In response Saudi Women For Driving wrote, “Secretary Clinton: quiet diplomacy is not what we need right now. What we need is for you, personally, to make a strong, simple and public statement supporting our right to drive.” They go on to say that they understand that the US-Saudi relationship is complex, but the Women2Drive campaign in the largest women’s rights campaign in Saudi history, and as such it demands public diplomacy and outspoken support.
Since then Clinton said, "We have made clear our views that women everywhere, including women in the kingdom, have the right to make decisions about their lives and their futures. They have the right to contribute to society and provide for their children and their families, and mobility, such as provided by the freedom to drive, provides access to economic opportunity, including jobs, which does fuel growth and stability." She went on to give assurance that "We will continue in private and in public to urge all governments to address issues of discrimination and to ensure that women have the equal opportunity to fulfill their own God-given potential.”
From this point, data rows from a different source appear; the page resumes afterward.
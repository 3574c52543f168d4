//! Event extractor facade
//!
//! Pulls named fields out of a `RawEvent` without allocating on the hot
//! path. Accessors return `None` when the field is not present on that
//! event type; string accessors borrow from the event buffer and stay valid
//! until the next event read into the same slot.

use std::sync::Arc;

use spyglass_common::{EventType, RawEvent, FD_L4_TCP, FD_L4_UDP, FD_ROLE_CLIENT, FD_ROLE_SERVER};

use crate::containers::ContainerLookup;
use crate::net::{Address, Endpoint, L4Proto, ProcessInfo, Role};

/// Decoded socket fd info from an exit event.
#[derive(Clone, Copy, Debug, PartialEq, Eq)]
pub struct FdInfo {
    pub role: Option<Role>,
    pub proto: L4Proto,
    pub client: Endpoint,
    pub server: Endpoint,
}

pub struct EventExtractor {
    containers: Arc<dyn ContainerLookup>,
}

impl EventExtractor {
    pub fn new(containers: Arc<dyn ContainerLookup>) -> Self {
        Self { containers }
    }

    pub fn event_type(&self, evt: &RawEvent) -> Option<EventType> {
        EventType::from_ordinal(evt.event_type)
    }

    /// Syscall result; only exit events carry one.
    pub fn res(&self, evt: &RawEvent) -> Option<i64> {
        match self.event_type(evt) {
            Some(ty) if ty.is_exit() => Some(evt.res),
            _ => None,
        }
    }

    pub fn ts_nanos(&self, evt: &RawEvent) -> u64 {
        evt.ts_ns
    }

    pub fn ts_micros(&self, evt: &RawEvent) -> u64 {
        evt.ts_ns / 1_000
    }

    /// Container id of the emitting thread; `None` for host processes.
    pub fn container_id(&self, evt: &RawEvent) -> Option<String> {
        self.containers.container_id_for(evt.tid)
    }

    pub fn comm<'e>(&self, evt: &'e RawEvent) -> Option<&'e str> {
        cstr(&evt.comm)
    }

    pub fn exe<'e>(&self, evt: &'e RawEvent) -> Option<&'e str> {
        cstr(&evt.exe)
    }

    /// Argument vector joined with spaces. Allocates; not used on filter
    /// paths, only when building originator process info.
    pub fn args(&self, evt: &RawEvent) -> String {
        let len = evt
            .args
            .iter()
            .rposition(|&b| b != 0)
            .map(|p| p + 1)
            .unwrap_or(0);
        String::from_utf8_lossy(&evt.args[..len])
            .split('\0')
            .filter(|a| !a.is_empty())
            .collect::<Vec<_>>()
            .join(" ")
    }

    /// Socket info, absent on events without a socket fd.
    pub fn fd_info(&self, evt: &RawEvent) -> Option<FdInfo> {
        let fd = &evt.fd;
        let role = match fd.role {
            FD_ROLE_CLIENT => Some(Role::Client),
            FD_ROLE_SERVER => Some(Role::Server),
            _ => None,
        };
        let proto = match fd.l4proto {
            FD_L4_TCP => L4Proto::Tcp,
            FD_L4_UDP => L4Proto::Udp,
            _ => L4Proto::Other,
        };

        // Family none means the fd was not a socket (or the driver could
        // not resolve it); nothing to extract.
        let client_addr = Address::from_raw(fd.family, &fd.client_addr)?;
        let server_addr = Address::from_raw(fd.family, &fd.server_addr);

        Some(FdInfo {
            role,
            proto,
            client: Endpoint::new(client_addr, fd.client_port),
            server: match server_addr {
                Some(addr) => Endpoint::new(addr, fd.server_port),
                None => Endpoint::unbound(fd.server_port),
            },
        })
    }

    /// Process info of the emitting thread, for endpoint originators.
    pub fn process_info(&self, evt: &RawEvent) -> ProcessInfo {
        ProcessInfo {
            name: self.comm(evt).unwrap_or_default().to_string(),
            exe_path: self.exe(evt).unwrap_or_default().to_string(),
            args: self.args(evt),
            pid: evt.pid,
            uid: evt.uid,
            gid: evt.gid,
            container_start_ts: evt.container_start_ts,
        }
    }
}

/// NUL-padded fixed buffer to `&str`; `None` when empty or not UTF-8.
fn cstr(buf: &[u8]) -> Option<&str> {
    let end = buf.iter().position(|&b| b == 0).unwrap_or(buf.len());
    if end == 0 {
        return None;
    }
    std::str::from_utf8(&buf[..end]).ok()
}
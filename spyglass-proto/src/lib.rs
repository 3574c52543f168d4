//! gRPC protocol definitions for spyglass
//!
//! Defines:
//! - `CollectorService` - the bidirectional agent/collector channel
//! - `NetworkObservations` - per-tick connection and endpoint deltas
//! - `RuntimeFilteringConfiguration` - collector-pushed runtime config
//!
//! Generated from `proto/spyglass.proto`.

pub mod v1 {
    tonic::include_proto!("spyglass.v1");
}

pub use v1::collector_service_client::CollectorServiceClient;
pub use v1::collector_service_server::{CollectorService, CollectorServiceServer};
pub use v1::*;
Last Friday was the day of action for Saudi women campaigning for their right to drive. After Manal al-Sharif was arrested for driving on May 21, a furious flurry of social media and online campaigning has come out of Saudi Arabia demanding women’s right to drive. June 17 was the day that Manah called for women to get behind the wheel, which they did. At least 40 women drove and no arrests were made. June 17th is the day organizers encourage Saudi women to start driving regularly, not a one-day protest.
Religious edict prohibits female driving, as well as opening bank accounts, obtaining passports and going to school with a male guardian. Saudi Arabia is the only country that bans women from driving, according to Nadya Khalife, a Human Rights Watch women’s rights researcher. Khalife points out that the Women2Drive campaign is different from other efforts to support women driving because it’s message is directed through social media.
Campaign organizers were explicit in their expectations of Saudi women participating in Women2Drive day last Friday. Women were to wear full Islamic dress, wave the Saudi flag and display a picture of the king to show patriotism. It was recommended that female drivers have an international driver’s license and were accompanied by a man. The campaign wanted to show defiance within Saudi societal confines, and would not take responsibility for women who acted outside these guidelines.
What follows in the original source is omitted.